By participating in these initiatives, Caylin was able to see the role he could play in changing the world and using his life to exude wisdom and encouragement to those in most need of it.

As a college student in Washington, D.C., he has since volunteered at the Special Olympics, The Federal Worker Food Drive, schools and recreational centers. He has also been a keynote speaker at several events across the District and at Howard University. 

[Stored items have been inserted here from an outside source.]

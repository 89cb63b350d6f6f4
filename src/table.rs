use crate::error::TableError;

/// Operations shared by both collision strategies.
///
/// Useful for code that wants to stay agnostic of how a table resolves
/// collisions:
///
/// ```rust
/// use bucket_hash::ChainedHashTable;
/// use bucket_hash::HashFunction;
/// use bucket_hash::KeyValueTable;
/// use bucket_hash::ProbingHashTable;
///
/// fn load(table: &mut impl KeyValueTable<&'static str, u32>) {
///     for (name, age) in [("Ygritte", 4), ("Jonathan", 5), ("Jamie", 5)] {
///         table.put(name, age).unwrap();
///     }
/// }
///
/// let mut chained = ChainedHashTable::new(37, HashFunction::Summation);
/// let mut probing = ProbingHashTable::new(37, HashFunction::Summation);
/// load(&mut chained);
/// load(&mut probing);
/// assert_eq!(KeyValueTable::len(&chained), 3);
/// assert_eq!(KeyValueTable::get(&probing, &"Jamie"), Some(&5));
/// ```
pub trait KeyValueTable<K, V> {
    /// Inserts or replaces the value for `key`.
    ///
    /// Returns `Ok(false)` without writing anything when `key` or `value` is
    /// unset.
    fn put(&mut self, key: K, value: V) -> Result<bool, TableError>;

    /// Returns the value stored for `key`.
    fn get(&self, key: &K) -> Option<&V>;

    /// Removes `key`, returning whether it was present.
    fn remove(&mut self, key: &K) -> bool;

    /// Number of stored entries.
    fn len(&self) -> usize;

    /// Returns `true` if no entries are stored.
    fn is_empty(&self) -> bool {
        self.len() == 0
    }

    /// Removes every entry.
    fn clear(&mut self);

    /// Number of buckets.
    fn capacity(&self) -> usize;
}
//! Update command implementation
//!
//! Reinstall hooks at the registry's current version. Replaced files are
//! backed up as `<file>.bak` unless `--force` is given.

use clap::Args;
use owo_colors::OwoColorize;

use hookshelf_engine::{Reconciler, inventory};

use crate::cmd::print_install_report;
use crate::command::Command;
use crate::common::RuntimeContext;
use crate::error::Result;
use crate::ui::StatusIcon;

/// Reinstall hooks from the registry
#[derive(Debug, Clone, Args)]
pub struct UpdateCommand {
    /// Hook ids to update (default: every installed hook known to the registry)
    #[arg(value_name = "ID")]
    pub ids: Vec<String>,

    /// Show what would be written without touching the filesystem
    #[arg(short = 'n', long)]
    pub dry_run: bool,

    /// Overwrite without keeping backups
    #[arg(short, long)]
    pub force: bool,
}

impl Command for UpdateCommand {
    type Output = ();

    fn execute(&self, context: &RuntimeContext) -> Result<()> {
        let registry = context.load_registry()?;

        let ids: Vec<String> = if self.ids.is_empty() {
            let root = context.install_root()?;
            inventory::list(&root)?
                .into_iter()
                .map(|item| item.id)
                .filter(|id| {
                    let known = registry.contains(id);
                    if !known {
                        tracing::debug!(id = %id, "Skipping installed hook missing from registry");
                    }
                    known
                })
                .collect()
        } else {
            self.ids.clone()
        };

        if ids.is_empty() {
            println!("{} Nothing to update.", StatusIcon::Info.get().blue());
            return Ok(());
        }

        let options = context.install_options(self.dry_run, self.force, false);
        let reconciler = Reconciler::new(&context.project, &context.remote, &registry);

        for id in &ids {
            let report = reconciler.update(id, &options)?;
            print_install_report(&report, context.project.root(), self.dry_run);
        }

        if self.dry_run {
            println!("\n{}", "Dry run: nothing was written.".dimmed());
        }
        Ok(())
    }
}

Caylin has not only tried to bridge community between differing people, but between teams and organizations as well. The biggest example of this would be his progression in building meaningful relationships on and off the field with his teammates. Even with the loss of head coach Mike London and offensive coordinator Brennan Marion in 2018 to the College of William and Mary, Caylin remained consistent in ensuring Howard’s football team remained closer than ever. This was crucial for many players as the uncertainty of their future at Howard grew. 

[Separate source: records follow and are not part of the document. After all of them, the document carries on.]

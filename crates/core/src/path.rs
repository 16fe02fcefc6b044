//! Type-safe path types and lexical path arithmetic
//!
//! This module provides two distinct path types using the newtype pattern:
//!
//! - [`AbsPath`]: Absolute filesystem paths (install roots, installed files)
//! - [`RelPath`]: Relative paths (registry destinations, subpaths under a root)
//!
//! It also provides purely lexical helpers ([`normalize`], [`relative_to`]) that
//! never touch the filesystem. Installed files frequently do not exist yet when
//! their paths are computed, so `canonicalize` is not an option.
//!
//! # Examples
//!
//! ```
//! use hookshelf_core::path::{AbsPath, RelPath};
//!
//! # fn main() -> Result<(), Box<dyn std::error::Error>> {
//! let root = AbsPath::new("/work/app/src/hooks".into())?;
//! let dest = root.child("dom/use-debounce.ts");
//!
//! let rel: RelPath = dest.strip_prefix(&root)?;
//! assert_eq!(rel.as_path().to_str().unwrap(), "dom/use-debounce.ts");
//! # Ok(())
//! # }
//! ```

use crate::error::{Error, Result};
use serde::{Deserialize, Serialize};
use std::path::{Component, Path, PathBuf};

/// An absolute path on the filesystem
///
/// This type guarantees that the path is absolute (starts with `/` on Unix or a drive letter on Windows).
/// Use this for file operations and as base directories.
#[derive(Debug, Clone, PartialEq, Eq, Hash, Serialize, Deserialize)]
pub struct AbsPath(PathBuf);

impl AbsPath {
    /// Create a new `AbsPath` from a `PathBuf`
    ///
    /// # Errors
    ///
    /// Returns an error if the path is not absolute.
    ///
    /// # Examples
    ///
    /// ```
    /// use hookshelf_core::path::AbsPath;
    ///
    /// # fn main() -> Result<(), Box<dyn std::error::Error>> {
    /// let abs = AbsPath::new("/home/user".into())?;
    /// assert!(abs.as_path().is_absolute());
    ///
    /// let err = AbsPath::new("relative/path".into());
    /// assert!(err.is_err());
    /// # Ok(())
    /// # }
    /// ```
    pub fn new(path: PathBuf) -> Result<Self> {
        if path.is_absolute() {
            Ok(AbsPath(path))
        } else {
            Err(Error::PathNotAbsolute { path })
        }
    }

    /// Resolve `path` against `base` and normalize the result lexically
    ///
    /// Absolute inputs ignore `base`. This is how configured directories
    /// (`baseDir`, `aliasTarget`, a migrate destination) become absolute.
    ///
    /// # Errors
    ///
    /// Returns an error if the resolved path is still not absolute, which only
    /// happens when `base` itself is relative.
    ///
    /// # Examples
    ///
    /// ```
    /// use hookshelf_core::path::AbsPath;
    /// use std::path::Path;
    ///
    /// # fn main() -> Result<(), Box<dyn std::error::Error>> {
    /// let root = AbsPath::resolve(Path::new("/work/app"), Path::new("./src/../lib/hooks"))?;
    /// assert_eq!(root.as_path(), Path::new("/work/app/lib/hooks"));
    /// # Ok(())
    /// # }
    /// ```
    pub fn resolve(base: &Path, path: &Path) -> Result<Self> {
        if path.is_absolute() {
            Self::new(normalize(path))
        } else {
            Self::new(normalize(&base.join(path)))
        }
    }

    /// Get the underlying `Path`
    pub fn as_path(&self) -> &Path {
        &self.0
    }

    /// Convert to a `PathBuf`
    pub fn into_path_buf(self) -> PathBuf {
        self.0
    }

    /// Join a file name or plain subpath
    #[must_use]
    pub fn child(&self, name: impl AsRef<Path>) -> Self {
        AbsPath(normalize(&self.0.join(name)))
    }

    /// Get the parent directory
    ///
    /// Returns `None` if this is the root directory.
    pub fn parent(&self) -> Option<Self> {
        self.0.parent().map(|p| AbsPath(p.to_path_buf()))
    }

    /// Strip a base directory prefix to get a relative path
    ///
    /// # Errors
    ///
    /// Returns an error if `self` is not under `base`.
    pub fn strip_prefix(&self, base: &AbsPath) -> Result<RelPath> {
        self.0
            .strip_prefix(&base.0)
            .map(|p| RelPath(p.to_path_buf()))
            .map_err(|_| Error::InvalidPathPrefix {
                path: std::sync::Arc::new(self.as_path().to_path_buf()),
                base: std::sync::Arc::new(base.as_path().to_path_buf()),
            })
    }

    /// Get the file name
    pub fn file_name(&self) -> Option<&str> {
        self.0.file_name().and_then(|s| s.to_str())
    }

    /// Get the file name without its final extension
    pub fn file_stem(&self) -> Option<&str> {
        self.0.file_stem().and_then(|s| s.to_str())
    }

    /// Get the final extension, if any
    pub fn extension(&self) -> Option<&str> {
        self.0.extension().and_then(|s| s.to_str())
    }

    /// Append a suffix to the file name (`use-x.ts` → `use-x.ts.bak`)
    #[must_use]
    pub fn with_suffix(&self, suffix: &str) -> Self {
        let mut raw = self.0.clone().into_os_string();
        raw.push(suffix);
        AbsPath(PathBuf::from(raw))
    }
}

/// A relative path (no leading slash)
///
/// This type guarantees that the path is relative (does not start with `/`).
/// Use this for paths relative to a base directory.
#[derive(Debug, Clone, PartialEq, Eq, Hash, Serialize, Deserialize)]
pub struct RelPath(PathBuf);

impl RelPath {
    /// Create a new `RelPath` from a `PathBuf`
    ///
    /// # Errors
    ///
    /// Returns an error if the path is absolute.
    pub fn new(path: PathBuf) -> Result<Self> {
        if path.is_relative() {
            Ok(RelPath(path))
        } else {
            Err(Error::PathNotRelative { path })
        }
    }

    /// Get the underlying `Path`
    pub fn as_path(&self) -> &Path {
        &self.0
    }

}

/// Normalize a path lexically: drop `.` components and fold `..` into their parent
///
/// Leading `..` components of a relative path are preserved since there is
/// nothing to fold them into; `..` directly under the root is dropped.
///
/// # Examples
///
/// ```
/// use hookshelf_core::path::normalize;
/// use std::path::Path;
///
/// assert_eq!(normalize(Path::new("src/routes/../utils/./auth")), Path::new("src/utils/auth"));
/// assert_eq!(normalize(Path::new("../lib")), Path::new("../lib"));
/// ```
pub fn normalize(path: &Path) -> PathBuf {
    let mut out: Vec<Component<'_>> = Vec::new();

    for component in path.components() {
        match component {
            Component::CurDir => {}
            Component::ParentDir => match out.last() {
                Some(Component::Normal(_)) => {
                    out.pop();
                }
                Some(Component::RootDir | Component::Prefix(_)) => {}
                _ => out.push(component),
            },
            other => out.push(other),
        }
    }

    out.iter().map(|c| c.as_os_str()).collect()
}

/// Compute the path of `target` relative to the directory `base_dir`
///
/// Both inputs are normalized first. The result uses `..` to climb out of
/// `base_dir` where needed and is empty when both paths are equal.
///
/// # Examples
///
/// ```
/// use hookshelf_core::path::relative_to;
/// use std::path::Path;
///
/// let rel = relative_to(Path::new("/app/src/lib/utils"), Path::new("/app/src/hooks"));
/// assert_eq!(rel, Path::new("../lib/utils"));
/// ```
pub fn relative_to(target: &Path, base_dir: &Path) -> PathBuf {
    let target = normalize(target);
    let base = normalize(base_dir);

    let target_parts: Vec<_> = target.components().collect();
    let base_parts: Vec<_> = base.components().collect();

    let common = target_parts
        .iter()
        .zip(&base_parts)
        .take_while(|(a, b)| a == b)
        .count();

    let mut rel = PathBuf::new();
    for _ in common..base_parts.len() {
        rel.push("..");
    }
    for part in &target_parts[common..] {
        rel.push(part.as_os_str());
    }
    rel
}

impl std::fmt::Display for AbsPath {
    fn fmt(&self, f: &mut std::fmt::Formatter<'_>) -> std::fmt::Result {
        write!(f, "{}", self.0.display())
    }
}

impl std::fmt::Display for RelPath {
    fn fmt(&self, f: &mut std::fmt::Formatter<'_>) -> std::fmt::Result {
        write!(f, "{}", self.0.display())
    }
}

The quarterback has been instrumental in creating both a safe space for the Howard Bison football team and a family environment. He tries to ensure that all the players on the team feel part of a community and truly begin to understand and support one another. 

“Caylin has made the team more a family by planning team bonding sessions whether it be riding bikes downtown, watching a movie or playing cards,” says teammate Demontre Buckson. “He’s a leader.”

He takes the initiative to relate and bond to every teammate individually and authentically. “We bonded over the first three seasons of ‘Game of Thrones,” Buckson added. 

Anthony feels Caylin respects his opinions and says their bond is based on “honesty.” 

Goals On and Off the Field

As he enters his senior year at Howard University, Caylin is focused on working out, eating right and doing all he can to be the best he can for this upcoming 2019-20 football season. 

Howard is not known as a pipeline football team, although it has had three recent, notable alumni in the NFL: Antoine Bethea (2006), Ron Bartell (2005) and Tracy White (2003). It is not typically a prospective option for high school and collegiate athletes interested in reaching the dreams Caylin shares — going pro. 

“It was my dad’s decision to settle on Howard,” Caylin says. “So that’s what we did and don’t regret any of it.” 

He shares how pivotal faith has been throughout his entire football career. “I was never the biggest or the fastest,” Caylin says. “Faith and hard work got me to where I am, and I’m going to keep going.”

With his optimism, faith and work ethic, the odds began to seem a lot less tumultuous.

The football program at Howard is important to Caylin, but it is just as important to be in a place where he is expected to achieve great things and encouraged to follow through with impact. 

If Caylin is unable to achieve his impact through a football career, he expressed his readiness to enter the field of sports marketing. He is a sports management major who has experience in marketing for Under Armour and D.C. United. With Under Armor, Caylin focused on assisting marketing teams in understanding the value and history within historically black colleges and universities. He also worked to shed light on the importance of capitalizing on the opportunity to attract a more diverse consumer base. With DC United, the Washington DC professional soccer team, Caylin has been shadowing marketing managers while understanding the dynamics in which DC United appeals to its fan and customer base. Caylin has also expressed a strong interest in philanthropy. 

“My goal is to be able to give back and help people.”

Instead of playing into the narrative expected of him, he continues to walk in his own light. He describes himself as just a man trying to work with the talents given to him, but making sure he is fulfilling his purpose before his position.

He is reminded of this in a letter from Jonah, the kindergarten leader at Cleveland Elementary School, thanking him for coming to play football with him and his friends. And Jonah remembered Caylin initially not by his title but by his character.

“Caylin was nice, and he was funny,” Jonah recalled. “Oh and he played football, too!” 


Brianna Nargiso is a senior majoring in journalism at Howard University.